Понятие «суверенитет» применительно к демократии используется против «управляемой демократии» (и в этом явное выражение потребности), т.е. против такой демократии, основные институты и принципы которой не соответствуют национальным реалиям, а навязываются извне. Конечно, контекстуалистский подход к формированию демократии не является сегодня каким-то новым словом. Результаты «третьей волны» демократизации подтвердили тезис о возможном многообразии форм демократии, отличающихся от либеральной модели. Следует подчеркнуть, что некоторые принципы последней вошли все же в общее определение демократического государства, такие как приоритет прав и свобод человека. Тем не менее, «суверенная демократия» пока является открытым понятием в том смысле, что она не наполнена конкретными формами, подчеркивающими ее особенность. Акцент же на суверенности может восприниматься и в качестве такой модели, которая «закрыта для внешней оценки». Здесь возникает законное подозрение к термину «суверенитет», примененному к демократии, т. к. суверенная воля (а именно это постоянно подчеркивается) будь то государства или народа, или государства-народа, как в российском случае, должна соотноситься только с собой, т. е. быть тотальной.
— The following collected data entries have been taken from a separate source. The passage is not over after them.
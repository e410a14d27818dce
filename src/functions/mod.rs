//! Call registry for methods (`"a,b".split(",")`) and free functions
//! (`parseInt("42")`).
//!
//! Built-ins and user extensions implement the same [`Callable`] capability
//! and are looked up by name; an unknown name surfaces as
//! `undefined is not a function` at the call site.

mod globals;
mod methods;

use std::collections::HashMap;
use std::fmt;
use std::sync::Arc;

use crate::error::CallError;
use crate::value::Value;

/// Anything invokable from a rule.
///
/// Methods receive their receiver value; free functions receive `None`.
/// Closures with the matching signature implement this trait:
///
/// ```
/// use rule_lang::{CallError, Registry, Value};
///
/// let mut registry = Registry::javascript();
/// registry.register_function("double", |_: Option<&Value>, args: &[Value]| {
///     match args.first() {
///         Some(Value::Integer(n)) => Ok(Value::Integer(n * 2)),
///         _ => Err(CallError::Type("double() expects an integer".into())),
///     }
/// });
/// assert!(registry.function("double").is_some());
/// ```
pub trait Callable: Send + Sync {
    fn call(&self, receiver: Option<&Value>, args: &[Value]) -> Result<Value, CallError>;
}

impl<F> Callable for F
where
    F: Fn(Option<&Value>, &[Value]) -> Result<Value, CallError> + Send + Sync,
{
    fn call(&self, receiver: Option<&Value>, args: &[Value]) -> Result<Value, CallError> {
        self(receiver, args)
    }
}

/// Name → callable tables for methods and functions.
#[derive(Clone, Default)]
pub struct Registry {
    methods: HashMap<String, Arc<dyn Callable>>,
    functions: HashMap<String, Arc<dyn Callable>>,
}

impl Registry {
    /// Registry without any callables
    pub fn empty() -> Self {
        Self::default()
    }

    /// Registry holding the JavaScript built-ins.
    pub fn javascript() -> Self {
        let mut registry = Registry::empty();
        methods::register_all(&mut registry);
        globals::register_all(&mut registry);
        registry
    }

    /// Adds or replaces a method.
    pub fn register_method(&mut self, name: &str, callable: impl Callable + 'static) {
        log::debug!("registered method {}", name);
        self.methods.insert(name.to_string(), Arc::new(callable));
    }

    /// Adds or replaces a free function.
    pub fn register_function(&mut self, name: &str, callable: impl Callable + 'static) {
        log::debug!("registered function {}", name);
        self.functions.insert(name.to_string(), Arc::new(callable));
    }

    pub fn method(&self, name: &str) -> Option<&dyn Callable> {
        self.methods.get(name).map(|c| c.as_ref())
    }

    pub fn function(&self, name: &str) -> Option<&dyn Callable> {
        self.functions.get(name).map(|c| c.as_ref())
    }
}

impl fmt::Debug for Registry {
    fn fmt(&self, f: &mut fmt::Formatter<'_>) -> fmt::Result {
        let mut methods: Vec<&String> = self.methods.keys().collect();
        let mut functions: Vec<&String> = self.functions.keys().collect();
        methods.sort();
        functions.sort();
        f.debug_struct("Registry")
            .field("methods", &methods)
            .field("functions", &functions)
            .finish()
    }
}

static UNDEFINED: Value = Value::Undefined;

/// Argument `index`, or `undefined` when it was omitted.
fn arg(args: &[Value], index: usize) -> &Value {
    args.get(index).unwrap_or(&UNDEFINED)
}

/// JavaScript `ToIntegerOrInfinity`: `NaN` becomes 0, fractions truncate.
fn to_integer(value: &Value) -> i64 {
    let n = value.to_number();
    if n.is_nan() {
        0
    } else {
        n.trunc().clamp(i64::MIN as f64, i64::MAX as f64) as i64
    }
}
Проблематичность соотнесения суверенности с демократией в этом смысле продемонстрирована Аленом Бадью [Бадью, 2005, с. 162— 178]. Если рассматривать суверенное государство и демократию, то демократия неизбежно выступает лишь внешней и отдельной формой государства, предпочтительность которой определяется тем, будет ли она являться «хорошей формой». По смыслу, демократия здесь зависит от государственного суверенитета, соотносящего эту форму со своей политикой. Если же демократия выступает под знаменем массовой демократии, то последняя имеет тенденцию к обратимости в свою противоположность: «Сущность массовой демократии фактически задается в виде суверенитета масс, а суверенитет масс есть суверенитет непосредственного, а значит - суверенитет самой их собранности (ressem- blement). Нам известно, что суверенитет собранности осуществляет - в модальностях того, что Сартр называл "группой в слиянии" - братство-как-террор» [там же, с. 172].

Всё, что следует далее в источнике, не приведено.